I got my CDL, and got a conditional job offer with a local company with the idea that I could save some money for moving elsewhere by staying local... and headed off to 3 weeks of training. After I accepted the job, instead of saying "you can't stay here anymore" they just off-handedly said, one day, "so you'll have to come visit us sometime"...then they asked me to move my small pile of stuff into the basement of his abandoned office.
So since finishing training, I've been working 6 days a week and sleeping in the truck. I go to Wal Marts and Sams Clubs at night mostly, delivering groceries. I deal with angry, dim urban wal mart employees in St. Louis, Kentucky, Memphis, Arkansas...Indianapolis. I deal with retarded southern rural Wal Mart employees in a hundred little towns in the same territory. I deal with being treated like a newb by weird midwestern/southern NASCAR-loving wannabe bass fishermen truck drivers at the office I'm required to go through to take a shower or complete my paperwork. I barely get any sleep, because we can only run A/C in the trucks if it's over 90 outside, and these trucks get fucking hot in the sunlight if it's over 60. It's typically about 80-85 in the daytime here, so it's just unreal. The home base for the job is in Olney, IL. It's like the bad side of a big city only there's no big city...To make matters worse, there is some sort of boom around here and short-term housing is totally unavailable. There is a big prison here, and a lot of construction and truck drivers; so landlords are charging $500/mo for shitty apartments and single wide trailers and requiring one-year leases. This is in a town with houses for sale for $20,000. Practically speaking, I need to stay in this job for at least 6 months before I look for another job, because that's the sort of gold standard in trucking. Withstand the first shitty job for at least 6 months and you can get something better. So I stay in the truck 6 days a week and rent a room at the $30 meth motel (cash only!) for my mandatory 34-hour break each week.

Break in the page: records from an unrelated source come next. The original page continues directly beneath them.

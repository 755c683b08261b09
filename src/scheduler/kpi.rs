//! Plan quality metrics (KPIs).
//!
//! # Metrics
//!
//! | Metric | Definition |
//! |--------|-----------|
//! | Makespan (C_max) | Latest boundary time |
//! | Lane Busy Time | Sum of durations placed on the lane |
//! | Lane Utilization | Busy time / makespan |
//! | Avg Utilization | Mean lane utilization |
//!
//! # Reference
//! Pinedo (2016), "Scheduling", Ch. 1.2: Performance Measures

use std::collections::BTreeMap;

use serde::{Deserialize, Serialize};

use crate::models::{Lane, Plan};

/// Plan performance indicators. Time values are in plan time units.
#[derive(Debug, Clone, PartialEq, Serialize, Deserialize)]
pub struct PlanKpi {
    /// Latest boundary time.
    pub makespan: i64,
    /// Per-lane busy time.
    pub busy_by_lane: BTreeMap<Lane, i64>,
    /// Per-lane utilization (busy / makespan).
    pub utilization_by_lane: BTreeMap<Lane, f64>,
    /// Average lane utilization.
    pub avg_utilization: f64,
    /// Placed items, fixed ones included.
    pub item_count: usize,
    /// Fixed items.
    pub fixed_count: usize,
}

impl PlanKpi {
    /// Computes KPIs from a plan.
    pub fn calculate(plan: &Plan) -> Self {
        let busy_by_lane: BTreeMap<Lane, i64> = plan
            .lanes()
            .into_iter()
            .map(|lane| (lane, plan.lane_busy_time(lane)))
            .collect();

        let utilization_by_lane = plan.all_utilizations();
        let avg_utilization = if utilization_by_lane.is_empty() {
            0.0
        } else {
            let sum: f64 = utilization_by_lane.values().sum();
            sum / utilization_by_lane.len() as f64
        };

        Self {
            makespan: plan.makespan(),
            busy_by_lane,
            utilization_by_lane,
            avg_utilization,
            item_count: plan.len(),
            fixed_count: plan.fixed_ids().count(),
        }
    }

    /// Whether the plan meets the given quality thresholds.
    pub fn meets_thresholds(&self, max_makespan: i64, min_utilization: f64) -> bool {
        self.makespan <= max_makespan && self.avg_utilization >= min_utilization
    }
}
//! Incremental violation tracking.
//!
//! The tracker owns the constraints, the sparse constraint graph of one run
//! and, for every movable item, a running (hard, soft) score: its single-item
//! penalties plus the totals of every pair it belongs to. Pair totals are
//! stored once per pair and shared by both endpoints.
//!
//! Movable items are kept in a severity index (a `BTreeMap`), so the worst
//! offender and the next-worse offender below a bound are O(log n).
//!
//! # Speculative updates
//!
//! [`ViolationTracker::try_violator_update`] scores a candidate placement
//! without touching the index and bails out with [`UpdateRejected`] as soon
//! as the running total is provably worse than the item's current score.
//! The predictor's definite conflict estimate tightens that bound before any
//! pair is checked. [`ViolationTracker::update_violator`] commits.

mod graph;
mod violator;

pub(crate) use graph::ConstraintGraph;
pub use violator::{Violator, ViolatorUpdate};

use std::collections::{BTreeMap, BTreeSet};
use std::ops::Bound;

use tracing::{debug, trace};

use self::violator::{score_from_tables, score_pair, PartnerUpdate, SeverityKey};
use crate::constraint::{ConstraintSet, Score};
use crate::error::UpdateRejected;
use crate::models::{ItemId, Plan, ScheduledItem};
use crate::predictor::{MergePool, Predictor};

/// Violation bookkeeping for one scheduling run.
#[derive(Debug)]
pub struct ViolationTracker {
    constraints: ConstraintSet,
    use_prediction: bool,
    pool: MergePool,
    graph: ConstraintGraph,
    /// Current total of every pair, indexed like `graph.pairs()`.
    pair_scores: Vec<Score>,
    /// Current violator of every node; `None` for fixed or absent items.
    violators: Vec<Option<Violator>>,
    index: BTreeMap<SeverityKey, usize>,
    predictor: Predictor,
}

impl ViolationTracker {
    /// Creates a tracker over `constraints`. Call
    /// [`initialize`](Self::initialize) before use.
    pub fn new(constraints: ConstraintSet) -> Self {
        Self {
            constraints,
            use_prediction: true,
            pool: MergePool::default(),
            graph: ConstraintGraph::default(),
            pair_scores: Vec::new(),
            violators: Vec::new(),
            index: BTreeMap::new(),
            predictor: Predictor::default(),
        }
    }

    /// Enables or disables the predictor bound in speculative updates.
    pub fn with_prediction(mut self, use_prediction: bool) -> Self {
        self.use_prediction = use_prediction;
        self
    }

    /// Sets the pool used for curve merges.
    pub fn with_merge_pool(mut self, pool: MergePool) -> Self {
        self.pool = pool;
        self
    }

    pub(crate) fn set_prediction(&mut self, use_prediction: bool) {
        self.use_prediction = use_prediction;
    }

    pub(crate) fn set_merge_pool(&mut self, pool: MergePool) {
        self.pool = pool;
    }

    pub fn constraints(&self) -> &ConstraintSet {
        &self.constraints
    }

    pub fn predictor(&self) -> &Predictor {
        &self.predictor
    }

    /// Number of item pairs with at least one applicable pair constraint.
    pub fn pair_count(&self) -> usize {
        self.graph.pair_count()
    }

    /// Refreshes the constraints, builds the constraint graph over `plan`,
    /// scores every item and pair, and rebuilds the predictor.
    pub fn initialize(&mut self, plan: &Plan) {
        self.constraints.refresh();
        self.graph = ConstraintGraph::build(plan, &self.constraints);
        self.rescore(plan);
        self.predictor = Predictor::build(&self.graph, &self.constraints, self.pool.clone());
        debug!(
            items = self.graph.len(),
            pairs = self.graph.pair_count(),
            violators = self.index.len(),
            "violation tracker initialized"
        );
    }

    /// Rescores pairs and violators from `plan` over the existing graph.
    fn rescore(&mut self, plan: &Plan) {
        self.pair_scores = self
            .graph
            .pairs()
            .iter()
            .map(|pair| {
                let a = plan.get(self.graph.id(pair.a));
                let b = plan.get(self.graph.id(pair.b));
                match (a, b) {
                    (Some(a), Some(b)) => score_pair(a, b, pair, &self.constraints),
                    _ => Score::ZERO,
                }
            })
            .collect();

        self.index.clear();
        self.violators = vec![None; self.graph.len()];
        for node in 0..self.graph.len() {
            let id = self.graph.id(node);
            let Some(scheduled) = plan.get(id) else {
                continue;
            };
            if plan.is_fixed(id) {
                continue;
            }
            let score = score_from_tables(
                scheduled,
                node,
                &self.graph,
                &self.constraints,
                &self.pair_scores,
            );
            self.replace(node, Violator::new(scheduled.clone(), score));
        }
    }

    /// Worst violator strictly less severe than `upper`, or the worst
    /// overall without a bound. `None` once only violation-free items remain.
    pub fn biggest_violator(&self, upper: Option<&Violator>) -> Option<Violator> {
        let next = match upper {
            None => self.index.iter().next(),
            Some(bound) => self
                .index
                .range((Bound::Excluded(bound.severity_key()), Bound::Unbounded))
                .next(),
        };
        let (key, &node) = next?;
        if key.is_zero() {
            return None;
        }
        self.violators[node].clone()
    }

    /// Current violator of `id`, if it is tracked (placed and movable).
    pub fn violator(&self, id: ItemId) -> Option<&Violator> {
        let node = self.graph.node(id)?;
        self.violators[node].as_ref()
    }

    /// Tracked violators, worst first.
    pub fn violators(&self) -> impl Iterator<Item = &Violator> {
        self.index
            .values()
            .filter_map(move |&node| self.violators[node].as_ref())
    }

    /// Sum of every tracked violator's score.
    pub fn total_score(&self) -> Score {
        self.violators().map(Violator::score).sum()
    }

    /// Scores `candidate` as if it replaced the item's current placement.
    ///
    /// `plan` must hold every partner at its committed position. The index
    /// is not modified.
    ///
    /// # Errors
    /// [`UpdateRejected`] as soon as the running score exceeds the item's
    /// current score, or when the item is not tracked.
    pub fn try_violator_update(
        &mut self,
        candidate: &ScheduledItem,
        plan: &Plan,
    ) -> Result<ViolatorUpdate, UpdateRejected> {
        let node = self.graph.node(candidate.id()).ok_or(UpdateRejected)?;
        let reference = self.violators[node]
            .as_ref()
            .ok_or(UpdateRejected)?
            .score();

        let mut score = Score::ZERO;
        for constraint in self.constraints.singles() {
            score += constraint.check(candidate).penalty();
            if score.exceeds(&reference) {
                return Err(UpdateRejected);
            }
        }

        if self.use_prediction {
            let estimate = self.predictor.predict_conflicts(candidate, plan);
            let bound = Score::new(score.hard + estimate.definite, score.soft);
            if bound.exceeds(&reference) {
                trace!(
                    item = candidate.id(),
                    start = candidate.start(),
                    definite = estimate.definite,
                    "candidate pruned by prediction"
                );
                return Err(UpdateRejected);
            }
        }

        let mut partners = Vec::with_capacity(self.graph.partners(node).len());
        for link in self.graph.partners(node) {
            let Some(partner) = plan.get(self.graph.id(link.node)) else {
                continue;
            };
            let pair = self.graph.pair(link.pair);
            let mut pair_score = Score::ZERO;
            for &c in &pair.constraints {
                let decision = self.constraints.pairs()[c].check(candidate, partner);
                if decision.is_fulfilled() {
                    continue;
                }
                pair_score += decision.penalty();
                score += decision.penalty();
                if score.exceeds(&reference) {
                    return Err(UpdateRejected);
                }
            }

            let violator = self.violators[link.node].as_ref().map(|old| {
                let updated = old.score() + pair_score - self.pair_scores[link.pair];
                (link.node, Violator::new(partner.clone(), updated))
            });
            partners.push(PartnerUpdate {
                pair: link.pair,
                score: pair_score,
                violator,
            });
        }

        Ok(ViolatorUpdate {
            node,
            violator: Violator::new(candidate.clone(), score),
            partners,
        })
    }

    /// Commits a speculative update: pair totals, partner entries and the
    /// moved item's entry are replaced, and the predictor learns of the move.
    pub fn update_violator(&mut self, update: ViolatorUpdate) {
        let ViolatorUpdate {
            node,
            violator,
            partners,
        } = update;
        for partner in partners {
            self.pair_scores[partner.pair] = partner.score;
            if let Some((partner_node, partner_violator)) = partner.violator {
                self.replace(partner_node, partner_violator);
            }
        }
        let id = violator.id();
        self.replace(node, violator);
        self.predictor.item_was_moved(id);
    }

    fn replace(&mut self, node: usize, violator: Violator) {
        if let Some(old) = self.violators[node].take() {
            self.index.remove(&old.severity_key());
        }
        self.index.insert(violator.severity_key(), node);
        self.violators[node] = Some(violator);
    }

    /// Full score of `item` against the plan: single-item penalties plus
    /// every pair with a partner currently in `plan`.
    pub fn check_violations_for_item(&self, item: &ScheduledItem, plan: &Plan) -> Score {
        let mut score = self.constraints.check_single(item);
        let Some(node) = self.graph.node(item.id()) else {
            return score;
        };
        for link in self.graph.partners(node) {
            if let Some(partner) = plan.get(self.graph.id(link.node)) {
                score += score_pair(item, partner, self.graph.pair(link.pair), &self.constraints);
            }
        }
        score
    }

    /// Sum of [`check_violations_for_item`](Self::check_violations_for_item)
    /// over every placement. Each pair is counted once per endpoint.
    pub fn check_violations_for_plan(&self, plan: &Plan) -> Score {
        plan.items()
            .map(|item| self.check_violations_for_item(item, plan))
            .sum()
    }

    /// Partners of `item` currently in hard conflict with it.
    pub fn hard_violated_items(&self, item: &ScheduledItem, plan: &Plan) -> Vec<ScheduledItem> {
        let Some(node) = self.graph.node(item.id()) else {
            return Vec::new();
        };
        self.graph
            .partners(node)
            .iter()
            .filter_map(|link| {
                let partner = plan.get(self.graph.id(link.node))?;
                let violated = self.graph.pair(link.pair).constraints.iter().any(|&c| {
                    let decision = self.constraints.pairs()[c].check(item, partner);
                    decision.is_hard() && !decision.is_fulfilled()
                });
                violated.then(|| partner.clone())
            })
            .collect()
    }

    /// Fixed items that violate hard constraints on their own or against
    /// other fixed items. No move can repair these.
    pub fn fixed_conflicts(&self, plan: &Plan) -> Vec<ItemId> {
        let mut conflicting = BTreeSet::new();
        for id in plan.fixed_ids() {
            let Some(item) = plan.get(id) else {
                continue;
            };
            if self.constraints.check_single(item).hard > 0 {
                conflicting.insert(id);
            }
        }
        for (idx, pair) in self.graph.pairs().iter().enumerate() {
            let (a, b) = (self.graph.id(pair.a), self.graph.id(pair.b));
            if plan.is_fixed(a) && plan.is_fixed(b) && self.pair_scores[idx].hard > 0 {
                conflicting.insert(a);
                conflicting.insert(b);
            }
        }
        conflicting.into_iter().collect()
    }

    /// Rescores everything after the plan was replaced wholesale.
    pub fn plan_was_updated(&mut self, plan: &Plan) {
        self.rescore(plan);
        self.predictor.plan_was_updated();
        debug!(violators = self.index.len(), "violation tracker rescored");
    }
}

It turns out I'm making about 500-600 a week for these 70 hour weeks, so it's about $5-6/hour. My mail is going to my uncle's place, and I have to call and get permission to come over and get the mail...or to go get something out of my pile of stuff. To go pay bills with my file box or to get another pair of socks from my bag of extra clothes I'm not taking in the truck.

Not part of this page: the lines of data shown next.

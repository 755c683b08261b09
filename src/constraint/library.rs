//! Reference constraint implementations.
//!
//! | Constraint | Kind | Hard | Violation value |
//! |-----------|------|------|-----------------|
//! | [`NoOverlap`] | pair | yes | summed overlap on shared lanes |
//! | [`Dependency`] | pair | yes | larger duration summary of the two |
//! | [`StartAsap`] | single | no | start + duration summary |
//! | [`TimeWindow`] | single | configurable | earliness + lateness |
//! | [`NotBefore`] | single | yes | time before the refreshed clock |
//!
//! # Reference
//! Pinedo (2016), "Scheduling: Theory, Algorithms, and Systems", Ch. 2

use serde::{Deserialize, Serialize};
use std::collections::BTreeMap;
use std::fmt;

use super::{Decision, Outcome, PairConstraint, Prediction, SingleItemConstraint};
use crate::models::{Item, ItemId, ScheduledItem};

/// Length of the intersection of `[start1, end1)` and `[start2, end2)`.
#[inline]
pub fn overlap(start1: i64, end1: i64, start2: i64, end2: i64) -> i64 {
    (end1.min(end2) - start1.max(start2)).max(0)
}

// ================================
// NoOverlap
// ================================

/// Items sharing a lane may not run on it at the same time.
#[derive(Debug, Clone, Copy, Default)]
pub struct NoOverlap;

impl NoOverlap {
    pub fn new() -> Self {
        Self
    }
}

impl PairConstraint for NoOverlap {
    fn name(&self) -> &str {
        "no-overlap"
    }

    fn check(&self, a: &ScheduledItem, b: &ScheduledItem) -> Decision {
        let total: i64 = a
            .item()
            .shared_lanes(b.item())
            .map(|(_, da, db)| overlap(a.start(), a.start() + da, b.start(), b.start() + db))
            .sum();
        if total > 0 {
            Decision::violated(true, total)
        } else {
            Decision::fulfilled(true)
        }
    }

    fn needs_checking(&self, a: &Item, b: &Item) -> bool {
        a.shares_lane(b)
    }

    fn predict(&self, moved: &Item, fixed: &Item) -> Prediction {
        let aligned: i64 = moved
            .shared_lanes(fixed)
            .map(|(_, dm, df)| dm.min(df))
            .sum();
        if aligned == 0 {
            return Prediction::none();
        }
        Prediction::new(
            Outcome::NoConflict,
            Outcome::Conflict,
            Outcome::NoConflict,
            aligned,
        )
    }
}

// ================================
// Dependency
// ================================

/// An item may not start before every item it requires has ended.
#[derive(Debug, Clone, Copy, Default)]
pub struct Dependency;

impl Dependency {
    pub fn new() -> Self {
        Self
    }

    fn starts_too_early(dependent: &ScheduledItem, required: &ScheduledItem) -> bool {
        dependent.item().requires(required.id()) && dependent.start() < required.max_end()
    }
}

impl PairConstraint for Dependency {
    fn name(&self) -> &str {
        "dependency"
    }

    fn check(&self, a: &ScheduledItem, b: &ScheduledItem) -> Decision {
        if Self::starts_too_early(a, b) || Self::starts_too_early(b, a) {
            let value = a.item().duration_summary().max(b.item().duration_summary());
            Decision::violated(true, value)
        } else {
            Decision::fulfilled(true)
        }
    }

    fn needs_checking(&self, a: &Item, b: &Item) -> bool {
        a.requires(b.id()) || b.requires(a.id())
    }

    fn predict(&self, moved: &Item, fixed: &Item) -> Prediction {
        let value = moved.duration_summary().max(fixed.duration_summary());
        match (moved.requires(fixed.id()), fixed.requires(moved.id())) {
            (true, true) => Prediction::new(
                Outcome::Conflict,
                Outcome::Conflict,
                Outcome::Conflict,
                value,
            ),
            (true, false) => Prediction::new(
                Outcome::Conflict,
                Outcome::Conflict,
                Outcome::NoConflict,
                value,
            ),
            (false, true) => Prediction::new(
                Outcome::NoConflict,
                Outcome::Conflict,
                Outcome::Conflict,
                value,
            ),
            (false, false) => Prediction::none(),
        }
    }
}

// ================================
// StartAsap
// ================================

/// Soft preference for starting at time zero.
///
/// Penalizes `start + duration summary`, so larger and later items weigh
/// more. This is what pulls items towards the front of the plan and drives
/// makespan down once hard constraints hold.
#[derive(Debug, Clone, Copy, Default)]
pub struct StartAsap;

impl StartAsap {
    pub fn new() -> Self {
        Self
    }
}

impl SingleItemConstraint for StartAsap {
    fn name(&self) -> &str {
        "start-asap"
    }

    fn check(&self, item: &ScheduledItem) -> Decision {
        if item.start() == 0 {
            Decision::fulfilled(false)
        } else {
            Decision::violated(false, item.start().abs() + item.item().duration_summary())
        }
    }
}

// ================================
// TimeWindow
// ================================

/// Hard or soft classification of a time window.
#[derive(Debug, Clone, Copy, Default, Serialize, Deserialize, PartialEq, Eq)]
pub enum ConstraintType {
    /// Must be satisfied.
    Hard,
    /// Penalized when violated.
    #[default]
    Soft,
}

/// Earliest start and latest end of one item.
#[derive(Debug, Clone, Copy, Default, Serialize, Deserialize, PartialEq, Eq)]
pub struct Window {
    /// Release time: the item may not start earlier.
    pub earliest_start: Option<i64>,
    /// Due date: the item's latest lane end may not exceed it.
    pub latest_end: Option<i64>,
}

impl Window {
    /// Time units outside the window for a placement.
    pub fn violation(&self, item: &ScheduledItem) -> i64 {
        let early = self
            .earliest_start
            .map_or(0, |release| (release - item.start()).max(0));
        let late = self
            .latest_end
            .map_or(0, |due| (item.max_end() - due).max(0));
        early + late
    }
}

/// Per-item release times and due dates.
///
/// # Examples
///
/// ```
/// use u_repair::constraint::{SingleItemConstraint, TimeWindow};
/// use u_repair::models::{Item, Lane, ScheduledItem};
///
/// let windows = TimeWindow::hard().with_deadline(1, 100);
/// let item = Item::on_lane(1, Lane::new(0), 40).unwrap();
///
/// assert!(windows.check(&ScheduledItem::new(item.clone(), 60)).is_fulfilled());
/// assert_eq!(windows.check(&ScheduledItem::new(item, 70)).value(), 10);
/// ```
#[derive(Debug, Clone, Default, Serialize, Deserialize)]
pub struct TimeWindow {
    windows: BTreeMap<ItemId, Window>,
    constraint_type: ConstraintType,
}

impl TimeWindow {
    /// Windows that must hold.
    pub fn hard() -> Self {
        Self {
            windows: BTreeMap::new(),
            constraint_type: ConstraintType::Hard,
        }
    }

    /// Windows that are penalized per time unit of violation.
    pub fn soft() -> Self {
        Self::default()
    }

    /// Sets a release time for `id`.
    pub fn with_release(mut self, id: ItemId, earliest_start: i64) -> Self {
        self.windows.entry(id).or_default().earliest_start = Some(earliest_start);
        self
    }

    /// Sets a due date for `id`.
    pub fn with_deadline(mut self, id: ItemId, latest_end: i64) -> Self {
        self.windows.entry(id).or_default().latest_end = Some(latest_end);
        self
    }

    /// Sets both bounds for `id`.
    pub fn with_window(self, id: ItemId, earliest_start: i64, latest_end: i64) -> Self {
        self.with_release(id, earliest_start)
            .with_deadline(id, latest_end)
    }

    pub fn window(&self, id: ItemId) -> Option<&Window> {
        self.windows.get(&id)
    }

    fn is_hard(&self) -> bool {
        self.constraint_type == ConstraintType::Hard
    }
}

impl SingleItemConstraint for TimeWindow {
    fn name(&self) -> &str {
        "time-window"
    }

    fn check(&self, item: &ScheduledItem) -> Decision {
        let violation = self
            .windows
            .get(&item.id())
            .map_or(0, |window| window.violation(item));
        if violation > 0 {
            Decision::violated(self.is_hard(), violation)
        } else {
            Decision::fulfilled(self.is_hard())
        }
    }
}

// ================================
// NotBefore
// ================================

/// Nothing may start before "now", where now is read from a clock once per
/// scheduling run.
pub struct NotBefore {
    clock: Box<dyn Fn() -> i64 + Send + Sync>,
    now: i64,
}

impl NotBefore {
    pub fn new(clock: impl Fn() -> i64 + Send + Sync + 'static) -> Self {
        let now = clock();
        Self {
            clock: Box::new(clock),
            now,
        }
    }

    /// Clock value read at the last refresh.
    pub fn now(&self) -> i64 {
        self.now
    }
}

impl fmt::Debug for NotBefore {
    fn fmt(&self, f: &mut fmt::Formatter<'_>) -> fmt::Result {
        f.debug_struct("NotBefore").field("now", &self.now).finish()
    }
}

impl SingleItemConstraint for NotBefore {
    fn name(&self) -> &str {
        "not-before"
    }

    fn check(&self, item: &ScheduledItem) -> Decision {
        if item.start() < self.now {
            Decision::violated(true, self.now - item.start())
        } else {
            Decision::fulfilled(true)
        }
    }

    fn refresh(&mut self) {
        self.now = (self.clock)();
    }
}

Coping with Difficult Times
I went through a period of spinal stenosis, recurring urinary tract infections and general exhaustion. My uroligist put me on this natural anti-inflammatory, which is a compound of quercitin/bromelian: Natural Factors Quercetin Bioflavonoid Complex.
This helped a lot. It's not only a natural anti-infammatory, it helps with allergies and serves as a mild diuretic.
I also quit eating wheat, corn and cut way down on dairy and sugar. (I still start the day, with a small Coke or Arizona Iced Tea, but not much more than that.) Within three days I felt significantly better and have been infection free for over two years now. You can have potatoes and rice for carbs.
I do light stretching and yoga for the stenosis. It is much better.
Last bit I suggest: get back to ski country. You're obviously a mountain man. Tell your relatives that Jesus wants you to ski.
PS--avoid Fox News or you'll develop high blood pressure.